§ Try it
The reply should give back every entry exactly as written.

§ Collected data
-=-=-=-=-

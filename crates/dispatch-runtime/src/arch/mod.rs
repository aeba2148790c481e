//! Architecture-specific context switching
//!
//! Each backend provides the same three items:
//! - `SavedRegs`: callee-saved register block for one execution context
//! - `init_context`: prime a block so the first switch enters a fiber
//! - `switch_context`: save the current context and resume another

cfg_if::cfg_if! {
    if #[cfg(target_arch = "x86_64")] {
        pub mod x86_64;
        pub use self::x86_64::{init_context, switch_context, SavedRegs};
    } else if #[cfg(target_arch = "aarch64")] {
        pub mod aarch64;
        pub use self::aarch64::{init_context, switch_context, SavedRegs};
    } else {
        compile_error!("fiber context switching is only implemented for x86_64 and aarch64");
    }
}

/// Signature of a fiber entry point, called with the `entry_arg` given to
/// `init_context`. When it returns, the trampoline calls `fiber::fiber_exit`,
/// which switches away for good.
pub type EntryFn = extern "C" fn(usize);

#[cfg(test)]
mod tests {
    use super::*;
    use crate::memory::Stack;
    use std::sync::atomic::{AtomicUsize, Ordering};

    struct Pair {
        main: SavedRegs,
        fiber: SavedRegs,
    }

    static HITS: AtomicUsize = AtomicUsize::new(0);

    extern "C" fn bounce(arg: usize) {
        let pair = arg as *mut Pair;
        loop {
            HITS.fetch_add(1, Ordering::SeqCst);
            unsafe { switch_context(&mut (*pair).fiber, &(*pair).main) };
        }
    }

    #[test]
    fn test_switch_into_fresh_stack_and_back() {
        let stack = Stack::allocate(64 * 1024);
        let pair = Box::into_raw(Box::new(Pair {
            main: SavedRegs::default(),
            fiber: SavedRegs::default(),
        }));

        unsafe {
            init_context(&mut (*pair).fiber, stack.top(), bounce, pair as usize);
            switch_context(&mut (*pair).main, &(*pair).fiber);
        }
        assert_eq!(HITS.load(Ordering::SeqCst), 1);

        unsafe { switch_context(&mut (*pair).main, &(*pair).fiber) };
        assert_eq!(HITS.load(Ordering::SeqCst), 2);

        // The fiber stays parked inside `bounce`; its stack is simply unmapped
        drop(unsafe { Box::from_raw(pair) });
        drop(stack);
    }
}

-=-=-=-=-

§ Result of the task
filename crates/dispatch-runtime/src/arch/mod.rs
repository aeba2148790c481e
//! Architecture-specific context switching
//!
//! Each backend provides the same three items:
//! - `SavedRegs`: callee-saved register block for one execution context
//! - `init_context`: prime a block so the first switch enters a fiber
//! - `switch_context`: save the current context and resume another

cfg_if::cfg_if! {
    if #[cfg(target_arch = "x86_64")] {
        pub mod x86_64;
        pub use self::x86_64::{init_context, switch_context, SavedRegs};
    } else if #[cfg(target_arch = "aarch64")] {
        pub mod aarch64;
        pub use self::aarch64::{init_context, switch_context, SavedRegs};
    } else {
        compile_error!("fiber context switching is only implemented for x86_64 and aarch64");
    }
}

/// Signature of a fiber entry point, called with the `entry_arg` given to
/// `init_context`. When it returns, the trampoline calls `fiber::fiber_exit`,
/// which switches away for good.
pub type EntryFn = extern "C" fn(usize);

#[cfg(test)]
mod tests {
    use super::*;
    use crate::memory::Stack;
    use std::sync::atomic::{AtomicUsize, Ordering};

    struct Pair {
        main: SavedRegs,
        fiber: SavedRegs,
    }

    static HITS: AtomicUsize = AtomicUsize::new(0);

    extern "C" fn bounce(arg: usize) {
        let pair = arg as *mut Pair;
        loop {
            HITS.fetch_add(1, Ordering::SeqCst);
            unsafe { switch_context(&mut (*pair).fiber, &(*pair).main) };
        }
    }

    #[test]
    fn test_switch_into_fresh_stack_and_back() {
        let stack = Stack::allocate(64 * 1024);
        let pair = Box::into_raw(Box::new(Pair {
            main: SavedRegs::default(),
            fiber: SavedRegs::default(),
        }));

        unsafe {
            init_context(&mut (*pair).fiber, stack.top(), bounce, pair as usize);
            switch_context(&mut (*pair).main, &(*pair).fiber);
        }
        assert_eq!(HITS.load(Ordering::SeqCst), 1);

        unsafe { switch_context(&mut (*pair).main, &(*pair).fiber) };
        assert_eq!(HITS.load(Ordering::SeqCst), 2);

        // The fiber stays parked inside `bounce`; its stack is simply unmapped
        drop(unsafe { Box::from_raw(pair) });
        drop(stack);
    }
}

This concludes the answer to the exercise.